[ABOUT THIS TASK]: Your task is to repeat exactly the lines below between the line holding "static IMDB_IN_INPUT_RE: Lazy<Regex>" and the line holding "static ID_TAG_RE: Lazy<Regex>", inclusive, and only those.
________________
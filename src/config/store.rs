//! Key-value config store with durable writes

use std::fs;
use std::path::{Path, PathBuf};

use parking_lot::Mutex;
use serde::Serialize;
use serde::de::DeserializeOwned;
use serde_json::{Map, Value};
use tracing::{debug, warn};

use crate::error::ConfigError;

/// Synchronous key-value access; every `set` is persisted before returning
pub trait ConfigStore: Send + Sync {
    fn get(&self, key: &str) -> Option<Value>;

    fn set(&self, key: &str, value: Value) -> Result<(), ConfigError>;

    fn has(&self, key: &str) -> bool {
        self.get(key).is_some()
    }

    /// All stored keys
    fn snapshot(&self) -> Map<String, Value>;
}

/// Typed read; values that fail to decode are treated as absent
pub fn load<T: DeserializeOwned>(store: &dyn ConfigStore, key: &str) -> Option<T> {
    let value = store.get(key)?;
    match serde_json::from_value(value) {
        Ok(v) => Some(v),
        Err(e) => {
            warn!(key = key, error = %e, "Ignoring malformed config value");
            None
        }
    }
}

pub fn save<T: Serialize + ?Sized>(
    store: &dyn ConfigStore,
    key: &str,
    value: &T,
) -> Result<(), ConfigError> {
    store.set(key, serde_json::to_value(value)?)
}

/// JSON file backed store; writes go to a temp file that is renamed into place
pub struct JsonFileStore {
    path: PathBuf,
    data: Mutex<Map<String, Value>>,
}

impl JsonFileStore {
    pub fn open(path: impl Into<PathBuf>) -> Result<Self, ConfigError> {
        let path = path.into();
        let data = if path.exists() {
            let raw = fs::read_to_string(&path).map_err(|source| ConfigError::Io {
                path: path.clone(),
                source,
            })?;
            match serde_json::from_str::<Value>(&raw)? {
                Value::Object(map) => map,
                _ => Map::new(),
            }
        } else {
            if let Some(dir) = path.parent() {
                fs::create_dir_all(dir).map_err(|source| ConfigError::Io {
                    path: dir.to_path_buf(),
                    source,
                })?;
            }
            Map::new()
        };
        debug!(path = %path.display(), keys = data.len(), "Config store opened");

        Ok(Self {
            path,
            data: Mutex::new(data),
        })
    }

    pub fn path(&self) -> &Path {
        &self.path
    }

    fn write_atomic(&self, data: &Map<String, Value>) -> Result<(), ConfigError> {
        let tmp = self.path.with_extension("json.tmp");
        let body = serde_json::to_vec_pretty(data)?;
        let io_err = |source| ConfigError::Io {
            path: self.path.clone(),
            source,
        };
        fs::write(&tmp, body).map_err(io_err)?;
        fs::rename(&tmp, &self.path).map_err(io_err)
    }
}

impl ConfigStore for JsonFileStore {
    fn get(&self, key: &str) -> Option<Value> {
        self.data.lock().get(key).cloned()
    }

    fn set(&self, key: &str, value: Value) -> Result<(), ConfigError> {
        let mut data = self.data.lock();
        data.insert(key.to_string(), value);
        self.write_atomic(&data)
    }

    fn snapshot(&self) -> Map<String, Value> {
        self.data.lock().clone()
    }
}

/// In-memory store for tests and dry runs
#[derive(Default)]
pub struct MemoryStore {
    data: Mutex<Map<String, Value>>,
}

impl MemoryStore {
    pub fn new() -> Self {
        Self::default()
    }

    pub fn with_values(values: Value) -> Self {
        let data = match values {
            Value::Object(map) => map,
            _ => Map::new(),
        };
        Self {
            data: Mutex::new(data),
        }
    }
}

impl ConfigStore for MemoryStore {
    fn get(&self, key: &str) -> Option<Value> {
        self.data.lock().get(key).cloned()
    }

    fn set(&self, key: &str, value: Value) -> Result<(), ConfigError> {
        self.data.lock().insert(key.to_string(), value);
        Ok(())
    }

    fn snapshot(&self) -> Map<String, Value> {
        self.data.lock().clone()
    }
}

#[cfg(test)]
mod tests {
    use super::*;
    use serde_json::json;
    use tempfile::TempDir;

    #[test]
    fn test_json_store_persists_each_write() {
        let dir = TempDir::new().unwrap();
        let path = dir.path().join("nested/config.json");

        let store = JsonFileStore::open(&path).unwrap();
        assert!(!store.has("apiKey"));
        store.set("apiKey", json!("t0-free-rpdb")).unwrap();
        save(&store, "lastRetryMonth", &4).unwrap();

        let reopened = JsonFileStore::open(&path).unwrap();
        assert_eq!(reopened.get("apiKey"), Some(json!("t0-free-rpdb")));
        assert_eq!(load::<i32>(&reopened, "lastRetryMonth"), Some(4));
        assert!(!dir.path().join("nested/config.json.tmp").exists());
    }

    #[test]
    fn test_malformed_value_reads_as_absent() {
        let store = MemoryStore::with_values(json!({ "lastRetryMonth": "soon" }));
        assert_eq!(load::<i32>(&store, "lastRetryMonth"), None);
        assert!(store.has("lastRetryMonth"));
    }
}
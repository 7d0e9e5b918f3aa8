//! Title normalization and identifier extraction from folder names

use once_cell::sync::Lazy;
use regex::Regex;

use super::filename_parser::{has_release_tokens, parse_release};
use crate::media::{MediaType, is_video_file};

static LITERAL_IMDB_RE: Lazy<Regex> = Lazy::new(|| Regex::new(r"^tt\d+$").expect("valid regex"));

static YEAR_IN_PARENS_RE: Lazy<Regex> =
    Lazy::new(|| Regex::new(r" \((\d{4}|\d{4}-\d{4})\)$").expect("valid regex"));
static YEAR_BARE_RE: Lazy<Regex> =
    Lazy::new(|| Regex::new(r" (\d{4}|\d{4}-\d{4})$").expect("valid regex"));
static YEAR_IN_BRACKETS_RE: Lazy<Regex> =
    Lazy::new(|| Regex::new(r" \[(\d{4}|\d{4}-\d{4})\]$").expect("valid regex"));

static MARVEL_PREFIX_RE: Lazy<Regex> =
    Lazy::new(|| Regex::new(r"^marvel ?'?s ").expect("valid regex"));

static IMDB_IN_NAME_RE: Lazy<Regex> =
    Lazy::new(|| Regex::new(r"(?i)(?:^|[\s\[\{(=:-])(tt\d{7,})(?:$|[\s\]\})])").expect("valid regex"));
static IMDB_IN_INPUT_RE: Lazy<Regex> = Lazy::new(|| Regex::new(r"(?i)\b(tt\d{7,})\b").expect("valid regex"));
static TMDB_IN_NAME_RE: Lazy<Regex> =
    Lazy::new(|| Regex::new(r"(?i)[\{\[]tmdb[-:=](\d+)[\}\]]").expect("valid regex"));
static TVDB_IN_NAME_RE: Lazy<Regex> =
    Lazy::new(|| Regex::new(r"(?i)[\{\[]tvdb[-:=](\d+)[\}\]]").expect("valid regex"));

/// Trailing id tags and noise that never help a title search
static ID_TAG_RE: Lazy<Regex> =
    Lazy::new(|| Regex::new(r"(?i)\s*[\{\[](?:imdb|tmdb|tvdb)[-:=][a-z0-9]+[\}\]]").expect("valid regex"));
static SPACES_RE: Lazy<Regex> = Lazy::new(|| Regex::new(r"\s+").expect("valid regex"));

/// A search-ready title
#[derive(Debug, Clone, PartialEq, Eq)]
pub struct NormalizedTitle {
    pub name: String,
    pub year: Option<String>,
}

impl NormalizedTitle {
    /// First year of the captured value; ranges like 2008-2013 yield 2008
    pub fn year_number(&self) -> Option<i32> {
        self.year.as_deref().and_then(|y| y.get(..4)).and_then(|y| y.parse().ok())
    }
}

/// True for a bare IMDb id such as `tt0068646`
pub fn is_literal_id(name: &str) -> bool {
    LITERAL_IMDB_RE.is_match(name)
}

/// Remove id tags and collapse whitespace; dotted names become spaced
pub fn clean_folder_name(name: &str) -> String {
    let stripped = ID_TAG_RE.replace_all(name, "");
    let spaced = if stripped.contains(' ') {
        stripped.into_owned()
    } else {
        stripped.replace(['.', '_'], " ")
    };
    SPACES_RE.replace_all(&spaced, " ").trim().to_string()
}

/// Names without release tokens are already plain titles and should be kept whole
pub fn should_not_parse_name(name: &str) -> bool {
    !has_release_tokens(name)
}

/// Turn a folder or file name into a lower-cased title and an optional year
pub fn normalize_title(raw: &str, media_type: MediaType) -> NormalizedTitle {
    let without_ext = if is_video_file(std::path::Path::new(raw)) {
        match raw.rsplit_once('.') {
            Some((stem, _)) => stem,
            None => raw,
        }
    } else {
        raw
    };
    let cleaned = clean_folder_name(without_ext);

    let mut year = None;
    let mut name = None;

    for re in [&*YEAR_IN_PARENS_RE, &*YEAR_BARE_RE, &*YEAR_IN_BRACKETS_RE] {
        if let Some(caps) = re.captures(&cleaned) {
            year = caps.get(1).map(|m| m.as_str().to_string());
            name = Some(re.replace(&cleaned, "").into_owned());
            break;
        }
    }

    if name.is_none() {
        let parsed = parse_release(&cleaned);
        if let Some(title) = parsed.title {
            if parsed.year.is_some() {
                year = parsed.year;
                name = Some(title);
            } else if should_not_parse_name(&cleaned) {
                name = Some(cleaned.clone());
            } else {
                name = Some(title);
            }
        }
    }

    let mut name = name.unwrap_or(cleaned).to_lowercase();

    if media_type == MediaType::Series && name.starts_with("marvel") {
        name = MARVEL_PREFIX_RE.replace(&name, "").into_owned();
    }

    NormalizedTitle { name, year }
}

/// IMDb id embedded in a folder name, e.g. `Heat (1995) [tt0113277]`
pub fn imdb_id_in_name(name: &str) -> Option<String> {
    IMDB_IN_NAME_RE
        .captures(name)
        .and_then(|c| c.get(1))
        .map(|m| m.as_str().to_lowercase())
}

/// IMDb id from user input: a bare id or a title page URL
pub fn imdb_id_from_input(input: &str) -> Option<String> {
    IMDB_IN_INPUT_RE
        .captures(input.trim())
        .and_then(|c| c.get(1))
        .map(|m| m.as_str().to_lowercase())
}

/// TMDB id in a `{tmdb-123}` or `[tmdb=123]` tag
pub fn tmdb_id_in_name(name: &str) -> Option<String> {
    TMDB_IN_NAME_RE
        .captures(name)
        .and_then(|c| c.get(1))
        .map(|m| m.as_str().to_string())
}

/// TVDB id in a `{tvdb-123}` or `[tvdb:123]` tag
pub fn tvdb_id_in_name(name: &str) -> Option<String> {
    TVDB_IN_NAME_RE
        .captures(name)
        .and_then(|c| c.get(1))
        .map(|m| m.as_str().to_string())
}

/// Whether `year` is within one year of `current_year`
pub fn within_proximity(year: i32, current_year: i32) -> bool {
    year >= current_year - 1 && year <= current_year + 1
}
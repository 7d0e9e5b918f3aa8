//! Minimal CLI parsing for one-shot scans.

use std::env;

/// Scan to queue at startup
#[derive(Debug, Clone, Copy, PartialEq, Eq)]
pub enum StartupScan {
    All,
    Movies,
    Series,
    Overwrite,
}

impl StartupScan {
    pub fn from_arg(value: &str) -> Option<Self> {
        match value.to_lowercase().as_str() {
            "all" | "full" => Some(Self::All),
            "movie" | "movies" => Some(Self::Movies),
            "series" | "tv" => Some(Self::Series),
            "overwrite" => Some(Self::Overwrite),
            _ => None,
        }
    }
}

#[derive(Debug, Default)]
pub struct CliOptions {
    pub scan: Option<StartupScan>,
    /// Exit once the queued scan drains instead of serving HTTP
    pub no_server: bool,
}

impl CliOptions {
    pub fn from_args() -> Self {
        Self::parse(env::args().skip(1))
    }

    pub fn parse(args: impl IntoIterator<Item = String>) -> Self {
        let mut options = CliOptions::default();
        let mut args = args.into_iter();
        while let Some(arg) = args.next() {
            match arg.as_str() {
                "--no-server" => options.no_server = true,
                "--scan" => {
                    if let Some(value) = args.next() {
                        options.scan = StartupScan::from_arg(&value);
                    }
                }
                _ if arg.starts_with("--scan=") => {
                    if let Some(value) = arg.split_once('=').map(|(_, v)| v) {
                        options.scan = StartupScan::from_arg(value);
                    }
                }
                _ => {}
            }
        }
        options
    }
}

#[cfg(test)]
mod tests {
    use super::*;

    fn parse(args: &[&str]) -> CliOptions {
        CliOptions::parse(args.iter().map(|a| a.to_string()))
    }

    #[test]
    fn test_scan_flags() {
        assert_eq!(parse(&["--scan=movies"]).scan, Some(StartupScan::Movies));
        assert_eq!(parse(&["--scan", "overwrite"]).scan, Some(StartupScan::Overwrite));
        assert_eq!(parse(&["--scan=bogus"]).scan, None);

        let options = parse(&["--no-server", "--scan=all"]);
        assert!(options.no_server);
        assert_eq!(options.scan, Some(StartupScan::All));
    }
}
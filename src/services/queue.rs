//! Strictly sequential work queue
//!
//! One worker task consumes jobs in FIFO order; `push_front` jumps the line
//! for webhook items and manual re-matches. When the queue runs dry after
//! processing at least one job, the drain hook runs once.

use std::collections::VecDeque;
use std::future::Future;
use std::sync::Arc;

use parking_lot::Mutex;
use tokio::sync::{Notify, watch};
use tracing::{debug, info};

struct Shared<T> {
    jobs: Mutex<VecDeque<T>>,
    notify: Notify,
    idle: watch::Sender<bool>,
}

/// Handle to a queue; clones share the same jobs and worker
pub struct WorkQueue<T> {
    name: Arc<str>,
    shared: Arc<Shared<T>>,
}

impl<T> Clone for WorkQueue<T> {
    fn clone(&self) -> Self {
        Self {
            name: self.name.clone(),
            shared: self.shared.clone(),
        }
    }
}

impl<T: Send + 'static> WorkQueue<T> {
    /// Create an idle queue; jobs pushed before `start` wait for the worker
    pub fn new(name: &str) -> Self {
        let (idle, _) = watch::channel(true);
        Self {
            name: Arc::from(name),
            shared: Arc::new(Shared {
                jobs: Mutex::new(VecDeque::new()),
                notify: Notify::new(),
                idle,
            }),
        }
    }

    /// Spawn the single worker
    pub fn start<F, Fut, D>(&self, processor: F, on_drain: D)
    where
        F: Fn(T) -> Fut + Send + Sync + 'static,
        Fut: Future<Output = ()> + Send,
        D: Fn() + Send + Sync + 'static,
    {
        let shared = self.shared.clone();
        let name = self.name.clone();

        tokio::spawn(async move {
            info!(queue = %name, "Work queue started");
            let mut processed = 0usize;
            loop {
                let next = shared.jobs.lock().pop_front();
                match next {
                    Some(job) => {
                        processor(job).await;
                        processed += 1;
                    }
                    None => {
                        if processed > 0 {
                            debug!(queue = %name, processed = processed, "Work queue drained");
                            on_drain();
                            processed = 0;
                        }
                        // A push may have landed while the drain hook ran
                        let empty = {
                            let jobs = shared.jobs.lock();
                            if jobs.is_empty() {
                                shared.idle.send_replace(true);
                            }
                            jobs.is_empty()
                        };
                        if empty {
                            shared.notify.notified().await;
                        }
                    }
                }
            }
        });
    }

    pub fn push(&self, job: T) {
        self.with_jobs(|jobs| jobs.push_back(job));
    }

    /// Queue a job ahead of everything already waiting
    pub fn push_front(&self, job: T) {
        self.with_jobs(|jobs| jobs.push_front(job));
    }

    pub fn extend(&self, new_jobs: impl IntoIterator<Item = T>) {
        self.with_jobs(|jobs| jobs.extend(new_jobs));
    }

    /// Idle is flipped under the same lock the worker checks it with
    fn with_jobs(&self, f: impl FnOnce(&mut VecDeque<T>)) {
        {
            let mut jobs = self.shared.jobs.lock();
            f(&mut jobs);
            self.shared.idle.send_replace(false);
        }
        self.shared.notify.notify_one();
    }

    /// Jobs waiting, not counting the one in progress
    pub fn len(&self) -> usize {
        self.shared.jobs.lock().len()
    }

    pub fn is_empty(&self) -> bool {
        self.len() == 0
    }

    /// Resolves once the queue has drained and the drain hook has run
    pub async fn wait_idle(&self) {
        let mut idle = self.shared.idle.subscribe();
        // The sender lives in `shared`, so the channel cannot close here
        let _ = idle.wait_for(|idle| *idle).await;
    }
}

#[cfg(test)]
mod tests {
    use super::*;
    use std::sync::atomic::{AtomicUsize, Ordering};
    use std::time::Duration;

    #[tokio::test(start_paused = true)]
    async fn test_one_job_in_flight() {
        let queue = WorkQueue::new("test");
        let in_flight = Arc::new(AtomicUsize::new(0));
        let max_seen = Arc::new(AtomicUsize::new(0));
        let done = Arc::new(AtomicUsize::new(0));

        {
            let (in_flight, max_seen, done) = (in_flight.clone(), max_seen.clone(), done.clone());
            queue.start(
                move |_: u32| {
                    let (in_flight, max_seen, done) = (in_flight.clone(), max_seen.clone(), done.clone());
                    async move {
                        let now = in_flight.fetch_add(1, Ordering::SeqCst) + 1;
                        max_seen.fetch_max(now, Ordering::SeqCst);
                        tokio::time::sleep(Duration::from_millis(50)).await;
                        in_flight.fetch_sub(1, Ordering::SeqCst);
                        done.fetch_add(1, Ordering::SeqCst);
                    }
                },
                || {},
            );
        }

        queue.extend(0..25);
        queue.wait_idle().await;

        assert_eq!(done.load(Ordering::SeqCst), 25);
        assert_eq!(max_seen.load(Ordering::SeqCst), 1);
    }

    #[tokio::test]
    async fn test_push_front_jumps_the_line() {
        let queue = WorkQueue::new("test");
        queue.push("a");
        queue.push("b");
        queue.push_front("urgent");

        let order = Arc::new(Mutex::new(Vec::new()));
        let seen = order.clone();
        queue.start(
            move |job| {
                seen.lock().push(job);
                async {}
            },
            || {},
        );
        queue.wait_idle().await;

        assert_eq!(*order.lock(), vec!["urgent", "a", "b"]);
    }

    #[tokio::test]
    async fn test_drain_hook_runs_once_per_drain() {
        let queue = WorkQueue::new("test");
        let drains = Arc::new(AtomicUsize::new(0));
        let counter = drains.clone();
        queue.start(
            |_: u8| async {},
            move || {
                counter.fetch_add(1, Ordering::SeqCst);
            },
        );

        queue.wait_idle().await;
        assert_eq!(drains.load(Ordering::SeqCst), 0);

        queue.extend([1, 2, 3]);
        queue.wait_idle().await;
        assert_eq!(drains.load(Ordering::SeqCst), 1);

        queue.push(4);
        queue.wait_idle().await;
        assert_eq!(drains.load(Ordering::SeqCst), 2);
        assert!(queue.is_empty());
    }
}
________________
[FINISHED TASK]:
static IMDB_IN_INPUT_RE: Lazy<Regex> = Lazy::new(|| Regex::new(r"(?i)\b(tt\d{7,})\b").expect("valid regex"));
static TMDB_IN_NAME_RE: Lazy<Regex> =
    Lazy::new(|| Regex::new(r"(?i)[\{\[]tmdb[-:=](\d+)[\}\]]").expect("valid regex"));
static TVDB_IN_NAME_RE: Lazy<Regex> =
    Lazy::new(|| Regex::new(r"(?i)[\{\[]tvdb[-:=](\d+)[\}\]]").expect("valid regex"));

/// Trailing id tags and noise that never help a title search
static ID_TAG_RE: Lazy<Regex> =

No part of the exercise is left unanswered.